At Midd, B.C. (before Covid), we could grab-and-go some combination of intimacy and connection with relative ease. The pure existence of options (namely, other students and a lack of parents) wrangled into a 350-acre campus created an arena for attachment, both profound and superficial. It was common, natural even, to be hooking up with someone on Friday nights, Snapchatting someone else who added you “by search” but didn’t acknowledge you in the dining hall, and doing homework with your friend-that-you-may-have-feelings-for all within the same week.

And so, I have found myself in a number of situationships, contending in a ring of convenience. My weekends were marred by boozy bonds and daylight dates with boys who didn’t quite fit into my romantic life. In an effort to “keep an open mind,” I went out with a number of guys who I had little in common with, some of whom were emotionally unavailable and others whom I wasn’t even attracted to. The common thread throughout all of these interactions, however, was that I somehow managed to flee with nothing short of a preposterous story (see above). 

But in the wake of a pandemic, it is no longer feasible to flit around without considerations of our health and safety. Now, more than ever, we are forced to be discerning about who we let into our lives and how, if at all, they fit in. Gone are the days of utilitarian connections, making out with someone at a party who is cute enough or maintaining a fizzling relationship for the “good of the friend group.” 

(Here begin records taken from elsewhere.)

use commons::LedgerKey;
use concordium_std::*;

use crate::state::{Bid, Car};

/// Parameter for the `createCar` function.
#[derive(Debug, Serialize, SchemaType)]
pub struct CreateCarParams {
    /// Ledger key to store the car under.
    pub key: LedgerKey,
    pub id: String,
    pub model: String,
    pub colour: String,
    /// Initial owner of the car.
    pub owner: String,
}

/// Parameter for the `startAuction`, `closeAuction` and `verifyAuction`
/// functions.
#[derive(Debug, Serialize, SchemaType)]
pub struct LifecycleParams {
    /// Ledger key of the car.
    pub key: LedgerKey,
    /// Identity performing the operation. Must match the recorded owner of
    /// the car.
    pub user: String,
}

/// Parameter for the `createBid` function.
#[derive(Debug, Serialize, SchemaType)]
pub struct CreateBidParams {
    /// Ledger key to store the bid under.
    pub key: LedgerKey,
    pub id: String,
    pub price: u64,
    /// The bidder.
    pub owner: String,
    /// Ledger key of the car the bid is for.
    pub car: LedgerKey,
}

/// One entry of the `queryAllCars` response.
#[derive(Debug, Serialize, SchemaType, Eq, PartialEq)]
pub struct CarQueryResult {
    /// Ledger key the car is stored under.
    pub key: LedgerKey,
    pub record: Car,
}

/// One entry of the `queryAllBidsForCarNumber` response.
#[derive(Debug, Serialize, SchemaType, Eq, PartialEq)]
pub struct BidQueryResult {
    /// Ledger key the bid is stored under.
    pub key: LedgerKey,
    pub record: Bid,
}
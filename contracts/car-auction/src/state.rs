use commons::{ContractResult, CustomContractError, LedgerKey};
use concordium_std::*;

use crate::external::{BidQueryResult, CarQueryResult};

/// Lifecycle state of a car.
#[derive(Debug, Serialize, SchemaType, Eq, PartialEq, Clone, Copy)]
pub enum CarState {
    /// Registered, auction not yet started.
    Reservation,
    /// Auction is open and taking bids.
    ForSale,
    /// Auction is closed, pending or past settlement.
    Sold,
}

/// A vehicle under auction.
#[derive(Debug, Serialize, SchemaType, Eq, PartialEq, Clone)]
pub struct Car {
    pub id: String,
    pub model: String,
    pub colour: String,
    pub state: CarState,
    /// Current owner. Replaced by the winning bidder on settlement.
    pub owner: String,
}

/// A single offer on a car. Immutable once recorded.
#[derive(Debug, Serialize, SchemaType, Eq, PartialEq, Clone)]
pub struct Bid {
    pub id: String,
    pub price: u64,
    /// The bidder.
    pub owner: String,
    /// Ledger key of the car this bid is for.
    pub car: LedgerKey,
}

/// A ledger record. The discriminant is the type tag keeping cars and bids
/// apart in the shared key namespace.
#[derive(Serialize)]
pub enum Record {
    Car(Car),
    Bid(Bid),
}

impl Record {
    fn car(&self) -> Option<&Car> {
        match self {
            Self::Car(car) => Some(car),
            _ => None,
        }
    }

    fn bid(&self) -> Option<&Bid> {
        match self {
            Self::Bid(bid) => Some(bid),
            _ => None,
        }
    }
}

/// Bid resolved as the highest for a car during settlement.
#[must_use]
pub struct WinningBid {
    pub owner: String,
    pub price: u64,
}

/// The contract state.
#[derive(Serial, DeserialWithState)]
#[concordium(state_parameter = "S")]
pub struct State<S: HasStateApi> {
    /// All cars and bids, in one flat key namespace.
    pub records: StateMap<LedgerKey, Record, S>,
}

impl<S: HasStateApi> State<S> {
    /// Create a new state with an empty ledger.
    pub fn empty(state_builder: &mut StateBuilder<S>) -> Self {
        State {
            records: state_builder.new_map(),
        }
    }

    /// Write a car under `key`, replacing whatever record was there before.
    pub fn put_car(&mut self, key: LedgerKey, car: Car) {
        self.records.insert(key, Record::Car(car));
    }

    /// Write a bid under `key` without validating it. Used for seeding.
    pub fn put_bid(&mut self, key: LedgerKey, bid: Bid) {
        self.records.insert(key, Record::Bid(bid));
    }

    /// Read the car stored under `key`.
    pub fn get_car(&self, key: &LedgerKey) -> ContractResult<Car> {
        let record = self
            .records
            .get(key)
            .ok_or_else(|| CustomContractError::NotFound)?;
        record
            .car()
            .cloned()
            .ok_or_else(|| CustomContractError::WrongRecordType)
    }

    /// Read the bid stored under `key`.
    pub fn get_bid(&self, key: &LedgerKey) -> ContractResult<Bid> {
        let record = self
            .records
            .get(key)
            .ok_or_else(|| CustomContractError::NotFound)?;
        record
            .bid()
            .cloned()
            .ok_or_else(|| CustomContractError::WrongRecordType)
    }

    /// Open the auction for the car under `key`, moving it from reservation
    /// to for sale. Only the recorded owner may do this.
    pub fn start_auction(&mut self, key: &LedgerKey, user: &String) -> ContractResult<()> {
        let mut car = self.get_car(key)?;
        ensure_eq!(&car.owner, user, CustomContractError::Unauthorized);
        ensure!(
            car.state == CarState::Reservation,
            CustomContractError::AuctionAlreadyStarted
        );
        car.state = CarState::ForSale;
        self.put_car(key.clone(), car);
        Ok(())
    }

    /// Close the auction for the car under `key`, moving it from for sale
    /// to sold. Only the recorded owner may do this.
    pub fn close_auction(&mut self, key: &LedgerKey, user: &String) -> ContractResult<()> {
        let mut car = self.get_car(key)?;
        ensure_eq!(&car.owner, user, CustomContractError::Unauthorized);
        match car.state {
            CarState::Reservation => bail!(CustomContractError::AuctionNotStarted),
            CarState::ForSale => (),
            CarState::Sold => bail!(CustomContractError::AuctionAlreadyClosed),
        }
        car.state = CarState::Sold;
        self.put_car(key.clone(), car);
        Ok(())
    }

    /// Settle the closed auction for the car under `key`: resolve the
    /// highest bid and hand ownership to that bidder. Only the recorded
    /// owner may do this. Nothing is written when settlement fails.
    pub fn verify_auction(&mut self, key: &LedgerKey, user: &String) -> ContractResult<WinningBid> {
        let mut car = self.get_car(key)?;
        ensure_eq!(&car.owner, user, CustomContractError::Unauthorized);
        match car.state {
            CarState::Reservation => bail!(CustomContractError::AuctionNotStarted),
            CarState::ForSale => bail!(CustomContractError::AuctionNotClosed),
            CarState::Sold => (),
        }
        let winning = self.winning_bid(key)?;
        car.owner = winning.owner.clone();
        self.put_car(key.clone(), car);
        Ok(winning)
    }

    /// Record a validated bid under `key`. The bid must target a car that
    /// is up for sale, and the bidder must not be the car's owner.
    pub fn create_bid(&mut self, key: LedgerKey, bid: Bid) -> ContractResult<()> {
        let car = self.get_car(&bid.car)?;
        // Owner is not allowed to bid on their own car
        ensure_ne!(bid.owner, car.owner, CustomContractError::OwnerForbidden);
        match car.state {
            CarState::Reservation => bail!(CustomContractError::AuctionNotStarted),
            CarState::ForSale => (),
            CarState::Sold => bail!(CustomContractError::AuctionAlreadyClosed),
        }
        self.put_bid(key, bid);
        Ok(())
    }

    /// All cars in the ledger, in ledger key order. Bids sharing the
    /// namespace are skipped by their type tag.
    pub fn cars(&self) -> Vec<CarQueryResult> {
        let mut cars = Vec::new();
        for (key, record) in self.records.iter() {
            if let Some(car) = record.car() {
                cars.push(CarQueryResult {
                    key: (*key).clone(),
                    record: car.clone(),
                });
            }
        }
        cars
    }

    /// All bids placed on the car under `car_number`, in ledger key order.
    pub fn bids_for_car(&self, car_number: &LedgerKey) -> Vec<BidQueryResult> {
        let mut bids = Vec::new();
        for (key, record) in self.records.iter() {
            if let Some(bid) = record.bid() {
                if &bid.car == car_number {
                    bids.push(BidQueryResult {
                        key: (*key).clone(),
                        record: bid.clone(),
                    });
                }
            }
        }
        bids
    }

    /// Resolve the highest bid placed on the car under `car_number`. The
    /// earliest of several equally priced bids wins. Settling a car that
    /// has no bids is an error, not a trap.
    fn winning_bid(&self, car_number: &LedgerKey) -> ContractResult<WinningBid> {
        let bids = self.bids_for_car(car_number);
        let mut winning = match bids.first() {
            Some(bid) => bid,
            None => bail!(CustomContractError::NoBids),
        };
        for entry in bids.iter().skip(1) {
            if entry.record.price > winning.record.price {
                winning = entry;
            }
        }
        Ok(WinningBid {
            owner: winning.record.owner.clone(),
            price: winning.record.price,
        })
    }
}
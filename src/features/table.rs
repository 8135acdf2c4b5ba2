// FeatureTable: symbol → feature vector lookup for one language.
//
// File format (tab-delimited, header row):
//
//   consonant  example  voiced  bilabial  ...
//   p          Pein     0       1         ...
//
// `consonant` holds the DISC symbol, `example` is a human-readable word and is
// dropped, every other column is a feature. Empty cells count as 0 and all
// values are coerced to integers.

use std::collections::{BTreeSet, HashMap};
use std::fs::File;
use std::io;
use std::path::Path;

use anyhow::{Context, Result};
use tracing::debug;

/// Header of the column holding the phoneme symbol.
pub const SYMBOL_COLUMN: &str = "consonant";

/// Header of the column holding an example word (ignored).
pub const EXAMPLE_COLUMN: &str = "example";

/// Immutable mapping from phoneme symbol to its feature vector.
#[derive(Debug, Clone, PartialEq)]
pub struct FeatureTable {
    feature_names: Vec<String>,
    /// Symbols in file order, so diagnostics list them the way the table does.
    symbols: Vec<char>,
    rows: HashMap<char, Vec<i64>>,
}

impl FeatureTable {
    /// Open and parse a feature table file.
    pub fn load(path: &Path) -> Result<Self> {
        let file = File::open(path)
            .with_context(|| format!("Failed to open feature table: {}", path.display()))?;
        let table = Self::from_reader(file)
            .with_context(|| format!("Invalid feature table: {}", path.display()))?;

        debug!(
            path = %path.display(),
            symbols = table.len(),
            features = table.dimension(),
            "Loaded feature table"
        );
        Ok(table)
    }

    /// Parse a tab-delimited feature table from any reader.
    pub fn from_reader<R: io::Read>(reader: R) -> Result<Self> {
        let mut rdr = csv::ReaderBuilder::new()
            .delimiter(b'\t')
            .has_headers(true)
            .flexible(true)
            .from_reader(reader);

        let headers = rdr
            .headers()
            .context("Failed to read feature table header")?
            .clone();

        let symbol_idx = headers
            .iter()
            .position(|h| h.trim() == SYMBOL_COLUMN)
            .with_context(|| format!("Feature table has no '{SYMBOL_COLUMN}' column"))?;
        let example_idx = headers
            .iter()
            .position(|h| h.trim() == EXAMPLE_COLUMN)
            .with_context(|| format!("Feature table has no '{EXAMPLE_COLUMN}' column"))?;

        let feature_columns: Vec<usize> = (0..headers.len())
            .filter(|&i| i != symbol_idx && i != example_idx)
            .collect();
        let feature_names = feature_columns
            .iter()
            .map(|&i| headers[i].trim().to_string())
            .collect();

        let mut symbols = Vec::new();
        let mut rows = HashMap::new();

        for (line, record) in rdr.records().enumerate() {
            // +2: one for the header, one for 1-based numbering
            let line = line + 2;
            let record = record.with_context(|| format!("Failed to read row on line {line}"))?;

            if record.len() > headers.len() {
                anyhow::bail!(
                    "Row on line {line} has {} fields, header has {}",
                    record.len(),
                    headers.len()
                );
            }

            let symbol_cell = record
                .get(symbol_idx)
                .with_context(|| format!("Row on line {line} has no '{SYMBOL_COLUMN}' cell"))?;
            let symbol =
                parse_symbol(symbol_cell).with_context(|| format!("Bad symbol on line {line}"))?;

            // Cells missing from a short row count as empty.
            let features = feature_columns
                .iter()
                .map(|&i| {
                    let cell = record.get(i).unwrap_or("");
                    parse_feature(cell).with_context(|| {
                        format!(
                            "Bad value {:?} for feature '{}' on line {line}",
                            cell,
                            headers[i].trim()
                        )
                    })
                })
                .collect::<Result<Vec<_>>>()?;

            if rows.insert(symbol, features).is_some() {
                anyhow::bail!("Duplicate symbol '{symbol}' on line {line}");
            }
            symbols.push(symbol);
        }

        Ok(Self {
            feature_names,
            symbols,
            rows,
        })
    }

    /// Number of features per symbol (F).
    pub fn dimension(&self) -> usize {
        self.feature_names.len()
    }

    /// Feature column names in header order.
    pub fn feature_names(&self) -> &[String] {
        &self.feature_names
    }

    /// Known symbols in table order.
    pub fn symbols(&self) -> &[char] {
        &self.symbols
    }

    /// Number of symbols in the table.
    pub fn len(&self) -> usize {
        self.symbols.len()
    }

    pub fn is_empty(&self) -> bool {
        self.symbols.is_empty()
    }

    pub fn contains(&self, symbol: char) -> bool {
        self.rows.contains_key(&symbol)
    }

    /// Feature vector for a symbol, if the symbol is known.
    pub fn get(&self, symbol: char) -> Option<&[i64]> {
        self.rows.get(&symbol).map(Vec::as_slice)
    }

    /// Distinct characters of `word` that the table does not know.
    pub fn unknown_symbols(&self, word: &str) -> BTreeSet<char> {
        word.chars().filter(|c| !self.contains(*c)).collect()
    }
}

/// A symbol cell must hold exactly one character, taken verbatim.
fn parse_symbol(cell: &str) -> Result<char> {
    let mut chars = cell.chars();
    match (chars.next(), chars.next()) {
        (Some(c), None) => Ok(c),
        (None, _) => anyhow::bail!("symbol is empty"),
        (Some(_), Some(_)) => anyhow::bail!("symbol {cell:?} is longer than one character"),
    }
}

/// Empty cells are 0; numeric text is truncated toward zero (`1.0` → 1).
fn parse_feature(cell: &str) -> Result<i64> {
    let cell = cell.trim();
    if cell.is_empty() {
        return Ok(0);
    }
    if let Ok(v) = cell.parse::<i64>() {
        return Ok(v);
    }
    let v: f64 = cell.parse().context("not a number")?;
    if !v.is_finite() {
        anyhow::bail!("not a finite number");
    }
    Ok(v.trunc() as i64)
}
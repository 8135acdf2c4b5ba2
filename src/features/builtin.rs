// Feature tables shipped with the tool.
//
// The files under data/ are compiled into the binary so the tool works
// without any extra files next to it. `--feature-de` / `--feature-nl` (or the
// DISC_FEATURE_* environment variables) replace them at runtime.

use std::fmt;
use std::path::Path;

use anyhow::{Context, Result};

use super::table::FeatureTable;

const FEATURE_DE: &str = include_str!("../../data/feature_de.csv");
const FEATURE_NL: &str = include_str!("../../data/feature_nl.csv");

/// The two languages the tool compares.
#[derive(Debug, Clone, Copy, PartialEq, Eq, Hash)]
pub enum Language {
    German,
    Dutch,
}

impl Language {
    /// Short code used in log lines and the skip log ("DE" / "NL").
    pub fn code(&self) -> &'static str {
        match self {
            Language::German => "DE",
            Language::Dutch => "NL",
        }
    }
}

impl fmt::Display for Language {
    fn fmt(&self, f: &mut fmt::Formatter<'_>) -> fmt::Result {
        f.write_str(self.code())
    }
}

impl FeatureTable {
    /// The built-in table for a language.
    pub fn builtin(language: Language) -> Result<Self> {
        let source = match language {
            Language::German => FEATURE_DE,
            Language::Dutch => FEATURE_NL,
        };
        Self::from_reader(source.as_bytes())
            .with_context(|| format!("Built-in {language} feature table is invalid"))
    }

    /// Load from `path` when given, otherwise fall back to the built-in table.
    pub fn load_or_builtin(path: Option<&Path>, language: Language) -> Result<Self> {
        match path {
            Some(p) => Self::load(p),
            None => Self::builtin(language),
        }
    }
}
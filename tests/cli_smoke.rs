use assert_cmd::Command;
use std::fs;
use tempfile::tempdir;

fn cli() -> Command {
    let mut cmd = Command::new(assert_cmd::cargo_bin!("disc-similarity"));
    // Keep the user's environment out of the run
    cmd.env_remove("DISC_FEATURE_DE")
        .env_remove("DISC_FEATURE_NL")
        .env_remove("DISC_LOG");
    cmd
}

#[test]
fn help_exits_zero() {
    let output = cli()
        .arg("--help")
        .assert()
        .success()
        .get_output()
        .stdout
        .clone();
    let text = String::from_utf8_lossy(&output).to_lowercase();
    assert!(text.contains("usage"));
    for flag in [
        "--sep",
        "--col-de",
        "--col-nl",
        "--encoding",
        "--feature-de",
        "--output",
    ] {
        assert!(text.contains(flag), "missing flag {flag}");
    }
}

#[test]
fn two_file_mode_writes_table() {
    let temp = tempdir().unwrap();
    let de = temp.path().join("de.txt");
    let nl = temp.path().join("nl.txt");
    let out = temp.path().join("out.tsv");
    fs::write(&de, "p\nt\n").unwrap();
    fs::write(&nl, "p\nd\n").unwrap();

    cli().arg(&de).arg(&nl).arg("-o").arg(&out).assert().success();

    let text = fs::read_to_string(&out).unwrap();
    let lines: Vec<&str> = text.lines().collect();
    assert_eq!(lines.len(), 3);
    assert_eq!(lines[0], "PhonStrsDISC_DE\tPhonStrsDISC_NL\tsimi");
    assert!(!temp.path().join("out_skipped.log").exists());
}

#[test]
fn csv_mode_default_output_path() {
    let temp = tempdir().unwrap();
    let input = temp.path().join("Wordlist.csv");
    fs::write(
        &input,
        "Word;PhonStrsDISC_DE;PhonStrsDISC_NL\nHase;'ha-z@;'ha-z@\nBett;'bEt;'bEt\n",
    )
    .unwrap();

    cli().arg(&input).assert().success();

    let out = temp.path().join("Wordlist_with_similarity.tsv");
    let text = fs::read_to_string(&out).unwrap();
    let header = text.lines().next().unwrap();
    assert_eq!(header, "Word\tPhonStrsDISC_DE\tPhonStrsDISC_NL\tsimi");
    assert_eq!(text.lines().count(), 3);
}

#[test]
fn skipped_pairs_write_sidecar_log() {
    let temp = tempdir().unwrap();
    let de = temp.path().join("de.txt");
    let nl = temp.path().join("nl.txt");
    let out = temp.path().join("results.tsv");
    fs::write(&de, "p\nQ\nt\n").unwrap();
    fs::write(&nl, "p\nb\nd\n").unwrap();

    let assert = cli().arg(&de).arg(&nl).arg("-o").arg(&out).assert().success();
    let stdout = String::from_utf8_lossy(&assert.get_output().stdout).to_string();
    assert!(stdout.contains("Log written to"), "stdout: {stdout}");

    let log = fs::read_to_string(temp.path().join("results_skipped.log")).unwrap();
    assert!(log.starts_with("1 word pair(s) returned NA"));
    assert!(log.contains("Row 2: DE='Q', NL='b'"));
}

#[test]
fn missing_column_fails() {
    let temp = tempdir().unwrap();
    let input = temp.path().join("words.csv");
    fs::write(&input, "Word;DE;NL\nHase;haz@;haz@\n").unwrap();

    cli().arg(&input).assert().failure();
}

#[test]
fn bad_feature_table_fails() {
    let temp = tempdir().unwrap();
    let de = temp.path().join("de.txt");
    let nl = temp.path().join("nl.txt");
    let table = temp.path().join("feature_de.csv");
    fs::write(&de, "p\n").unwrap();
    fs::write(&nl, "p\n").unwrap();
    fs::write(&table, "symbol\texample\tvoiced\np\tPein\t0\n").unwrap();

    cli()
        .arg(&de)
        .arg(&nl)
        .arg("--feature-de")
        .arg(&table)
        .assert()
        .failure();
    assert!(!temp.path().join("de_with_similarity.tsv").exists());
}

#[test]
fn two_file_mode_reads_utf8_by_default() {
    let temp = tempdir().unwrap();
    let de = temp.path().join("de.txt");
    let nl = temp.path().join("nl.txt");
    let out = temp.path().join("results.tsv");
    fs::write(&de, "pä\n").unwrap();
    fs::write(&nl, "p\n").unwrap();

    cli().arg(&de).arg(&nl).arg("-o").arg(&out).assert().success();

    let log = fs::read_to_string(temp.path().join("results_skipped.log")).unwrap();
    assert!(log.contains("DE='pä'"), "log: {log}");
    assert!(log.contains("unknown DE chars: {'ä'}"), "log: {log}");
}

#[test]
fn two_file_mode_honours_explicit_latin1() {
    let temp = tempdir().unwrap();
    let de = temp.path().join("de.txt");
    let nl = temp.path().join("nl.txt");
    let out = temp.path().join("results.tsv");
    // "pä" in Latin-1
    fs::write(&de, [b'p', 0xE4, b'\n']).unwrap();
    fs::write(&nl, "p\n").unwrap();

    cli()
        .arg(&de)
        .arg(&nl)
        .arg("--encoding")
        .arg("latin-1")
        .arg("-o")
        .arg(&out)
        .assert()
        .success();

    let log = fs::read_to_string(temp.path().join("results_skipped.log")).unwrap();
    assert!(log.contains("unknown DE chars: {'ä'}"), "log: {log}");
}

Now that human connection is spatially inconvenient, even on our small Vermont campus, I wonder if the pandemic has given us a rare gift. 

For arguably the first time, we will be forced to form intentional relationships, ones that are neither stained by poor communication nor misunderstandings. 

Our school year will be differentiated by a marked cognizance: an obligation to briefly discuss our physical whereabouts with each of our new partners. Without explicitly expressing that we’re planning to “toot it and boot it,” if you will, or, alternatively, longing for a Taylor Swift-inspired romance, we can use Covid to broach the subject of desired commitment level. Not only has the pandemic impacted each of our individual comfort levels with physical intimacy but it has spilled over into those of our roommates and suitemates. Consequently, we each have an unprecedented responsibility involved in romance that may just remove the ambiguity that usually plagues love at Middlebury.

Romance, in whatever form we seek it, might come to fruition for us sooner than the vaccine.

MASK OFF MIDD, blurry lines are so last season.


Maria Kaouris is a member of the class of 2021.